8. The new mother has decreased interest and pleasure in activities she previously enjoyed.
9. Intense irritability and anger and irritability.
10. The new mother fears or thinks she is not a good mother.
11. Feelings of hopelessness, inadequacy, shame, guilt arise in the mother.
12. Decreased ability to think clearly, concentrates, or makes decisions.
13. Restlessness, severe anxiety and anxiety or panic attack problems occur.
14. Thoughts of hurting yourself or harming the child act.
15. Repeated thoughts of death or suicide act.
Symptoms of postpartum psychosis:
It’s a rare condition that usually develops within the first week after delivery.
1. Confusion and disorientation problems. Can’t understand where he is.
2. Obsessive thoughts about the child. Like this baby is not hers, can’t stand the baby, many times think it is the devil’s baby etc.
3. Hallucinations (seeing or hearing things that are not real) and delusion (strange thoughts or beliefs that are unlikely to be true)
4. Excessive energy and movement – talking and thinking too much or too quickly.
5. Paranoid or overly suspicious tendencies. For example, someone will kill the child; harm him or people in the family suspect the husband.
Postpartum psychosis is life-threatening and requires immediate treatment.
Postpartum depression in fathers:
A common misconception is that postpartum depression is not only for new mothers or fathers. But postpartum depression is also seen among new fathers. Fathers may also experience sadness or fatigue, anxiety, and changes in their normal eating, drinking, and sleeping patterns—postpartum depression occurs in both mothers and fathers.
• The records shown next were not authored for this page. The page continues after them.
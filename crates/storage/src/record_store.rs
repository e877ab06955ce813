use endpoint_relay_domain::storage::{
    fields, Record, RecordQuery, RecordStore, StorageError, StorageResult, DEFINITION_TABLE,
    VALUE_TABLE,
};
use sea_orm::{ColumnTrait, EntityTrait, QueryFilter, QueryOrder};
use tracing::debug;

use crate::entity::{configuration_definitions, configuration_values};
use crate::SeaOrmRecordStore;

#[async_trait::async_trait]
impl RecordStore for SeaOrmRecordStore {
    async fn query(&self, query: &RecordQuery) -> StorageResult<Vec<Record>> {
        debug!(
            table = query.table_name(),
            filter = %query.filter_expression(),
            "record store query"
        );
        match query.table_name() {
            DEFINITION_TABLE => self.query_definitions(query).await,
            VALUE_TABLE => self.query_values(query).await,
            other => Err(StorageError::UnknownTable(other.to_string())),
        }
    }
}

impl SeaOrmRecordStore {
    async fn query_definitions(&self, query: &RecordQuery) -> StorageResult<Vec<Record>> {
        let mut select = configuration_definitions::Entity::find()
            .order_by_asc(configuration_definitions::Column::Id);
        for filter in query.filters() {
            let column = definition_column(filter.field())?;
            select = select.filter(column.eq(filter.value()));
        }

        let models = select
            .all(self.connection())
            .await
            .map_err(StorageError::from_source)?;
        models
            .into_iter()
            .map(|model| {
                project(query, |field| match field {
                    fields::ID => Some(model.id.clone()),
                    fields::DISPLAY_NAME => Some(model.display_name.clone()),
                    _ => None,
                })
            })
            .collect()
    }

    async fn query_values(&self, query: &RecordQuery) -> StorageResult<Vec<Record>> {
        let mut select = configuration_values::Entity::find()
            .order_by_asc(configuration_values::Column::Id);
        for filter in query.filters() {
            let column = value_column(filter.field())?;
            select = select.filter(column.eq(filter.value()));
        }

        let models = select
            .all(self.connection())
            .await
            .map_err(StorageError::from_source)?;
        models
            .into_iter()
            .map(|model| {
                project(query, |field| match field {
                    fields::ID => Some(model.id.clone()),
                    fields::DEFINITION_ID => Some(model.definition_id.clone()),
                    fields::RAW_TEXT => Some(model.raw_text.clone()),
                    _ => None,
                })
            })
            .collect()
    }
}

fn definition_column(field: &str) -> StorageResult<configuration_definitions::Column> {
    match field {
        fields::ID => Ok(configuration_definitions::Column::Id),
        fields::DISPLAY_NAME => Ok(configuration_definitions::Column::DisplayName),
        other => Err(unknown_field(DEFINITION_TABLE, other)),
    }
}

fn value_column(field: &str) -> StorageResult<configuration_values::Column> {
    match field {
        fields::ID => Ok(configuration_values::Column::Id),
        fields::DEFINITION_ID => Ok(configuration_values::Column::DefinitionId),
        fields::RAW_TEXT => Ok(configuration_values::Column::RawText),
        other => Err(unknown_field(VALUE_TABLE, other)),
    }
}

/// Builds a record holding only the selected fields.
fn project<F>(query: &RecordQuery, lookup: F) -> StorageResult<Record>
where
    F: Fn(&str) -> Option<String>,
{
    let mut record = Record::new();
    for field in query.selected_fields() {
        let value =
            lookup(field.as_str()).ok_or_else(|| unknown_field(query.table_name(), field))?;
        record.insert(field.clone(), value);
    }
    Ok(record)
}

fn unknown_field(table: &str, field: &str) -> StorageError {
    StorageError::UnknownField {
        table: table.to_string(),
        field: field.to_string(),
    }
}

#[cfg(test)]
mod tests {
    use super::*;
    use sea_orm::{ActiveModelTrait, Set};

    async fn store() -> SeaOrmRecordStore {
        SeaOrmRecordStore::connect("sqlite::memory:")
            .await
            .expect("storage inits")
    }

    async fn seed_definition(store: &SeaOrmRecordStore, id: &str, name: &str) {
        configuration_definitions::ActiveModel {
            id: Set(id.to_string()),
            display_name: Set(name.to_string()),
        }
        .insert(store.connection())
        .await
        .unwrap();
    }

    async fn seed_value(store: &SeaOrmRecordStore, id: &str, definition_id: &str, raw: &str) {
        configuration_values::ActiveModel {
            id: Set(id.to_string()),
            definition_id: Set(definition_id.to_string()),
            raw_text: Set(raw.to_string()),
        }
        .insert(store.connection())
        .await
        .unwrap();
    }

    #[tokio::test]
    async fn filters_definitions_by_display_name() {
        let store = store().await;
        seed_definition(&store, "def-1", "Demo - Endpoint Addresses").await;
        seed_definition(&store, "def-2", "Other").await;

        let rows = store
            .query(
                &RecordQuery::table(DEFINITION_TABLE)
                    .filter_eq(fields::DISPLAY_NAME, "Demo - Endpoint Addresses")
                    .select([fields::ID, fields::DISPLAY_NAME]),
            )
            .await
            .unwrap();

        assert_eq!(rows.len(), 1);
        assert_eq!(rows[0].get(fields::ID), Some("def-1"));
        assert_eq!(
            rows[0].get(fields::DISPLAY_NAME),
            Some("Demo - Endpoint Addresses")
        );
    }

    #[tokio::test]
    async fn projects_only_selected_value_fields() {
        let store = store().await;
        seed_value(&store, "val-1", "def-1", r#"{"Endpoints":[]}"#).await;
        seed_value(&store, "val-2", "def-2", "{}").await;

        let rows = store
            .query(
                &RecordQuery::table(VALUE_TABLE)
                    .filter_eq(fields::DEFINITION_ID, "def-1")
                    .select([fields::RAW_TEXT]),
            )
            .await
            .unwrap();

        assert_eq!(rows.len(), 1);
        assert_eq!(rows[0].get(fields::RAW_TEXT), Some(r#"{"Endpoints":[]}"#));
        assert_eq!(rows[0].get(fields::ID), None);
    }

    #[tokio::test]
    async fn quoted_values_are_bound_not_interpolated() {
        let store = store().await;
        seed_definition(&store, "def-1", "O'Brien").await;

        let rows = store
            .query(
                &RecordQuery::table(DEFINITION_TABLE)
                    .filter_eq(fields::DISPLAY_NAME, "O'Brien")
                    .select([fields::ID]),
            )
            .await
            .unwrap();
        assert_eq!(rows.len(), 1);

        let injected = store
            .query(
                &RecordQuery::table(DEFINITION_TABLE)
                    .filter_eq(fields::DISPLAY_NAME, "x' OR '1'='1")
                    .select([fields::ID]),
            )
            .await
            .unwrap();
        assert!(injected.is_empty());
    }

    #[tokio::test]
    async fn rejects_unknown_tables_and_fields() {
        let store = store().await;

        let err = store
            .query(&RecordQuery::table("accounts"))
            .await
            .unwrap_err();
        assert_eq!(err, StorageError::UnknownTable("accounts".into()));

        let err = store
            .query(&RecordQuery::table(DEFINITION_TABLE).filter_eq("owner", "me"))
            .await
            .unwrap_err();
        assert!(matches!(err, StorageError::UnknownField { ref field, .. } if field == "owner"));
    }

    #[tokio::test]
    async fn end_to_end_resolution_through_sea_orm() {
        let store = store().await;
        seed_definition(&store, "def-1", "Demo - Endpoint Addresses").await;
        seed_value(
            &store,
            "val-1",
            "def-1",
            r#"{"Endpoints":[{"environment":"E1","endpoint":"https://a"}]}"#,
        )
        .await;

        let value = endpoint_relay_domain::services::resolve_config(
            &store,
            "Demo - Endpoint Addresses",
        )
        .await
        .expect("resolves");
        let endpoint = endpoint_relay_domain::services::select_endpoint(&value.raw_text, "E1")
            .unwrap()
            .unwrap();
        assert_eq!(endpoint.as_str(), "https://a");
    }
}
Fathers who are young, have a history of depression, have experienced relationship problems, or are struggling financially are most at risk for postpartum depression. Postpartum depression in fathers is called paternal postpartum depression and has the same negative impact on relationships and child development as postpartum depression in mothers. In that case, the father should also take psychiatric treatment.
When to see a doctor, psychologist, and psychiatrist:
If the above-mentioned symptoms persist for more than 2 weeks after birth, or psychosis symptoms appear, the mother tries or thinks of harming herself and the child, or has thoughts of suicide, and then she should see a doctor, psychologist, psychiatrist without delay.
Reasons of postpartum depression :
Postpartum depression has no single cause, but physical and emotional problems play a role.
Physiological changes: After delivery, the body undergoes rapid changes in hormones (estrogen and progesterone) resulting in other hormones produced by the thyroid gland can decrease too quickly – leading to tiredness, malaise and depression.
Emotional problems: When sleep problems occur, even minor problems can be difficult to manage. Perhaps he/she worry about caring for the newborn. You may feel less attractive, struggle with your sense of identity, or feel that you have lost control of your life. Any of these problems can contribute to postpartum depression.
Psychosocial factors: If the mother has previous depression, bipolar mood disorder, family history of mental illness, high stress during pregnancy, health problems of the child, colic or twin babies, problems in breastfeeding, relationship problems between husband and wife, It can be due to lack of family support, financial problems, unplanned pregnancy, unplanned or unwanted pregnancy, complications during childbirth etc.
Treatment of postpartum depression:
1. Medicine: Must be taken under the advice of a doctor or psychiatrist.
2. Psychotherapy: Definitely get psychotherapy by seeing a good clinical psychologist or a good professional psychologist.
Some general things should be followed:
1. Get as much rest as you can.
2. Get help from family and friends.
3. Connect with other new moms.
4. Make time to take care of yourself.
5. Avoid alcohol and recreational drugs, which can worsen mood.
Are you worried about postpartum appetite loss?
All those mothers who are thinking of the postpartum appetite loss can follow the above points. If you do not find a solution, then consult a specialist.
Untreated, postpartum depression can cause problems in mother-child-father bonding and family problems. So we should take it seriously.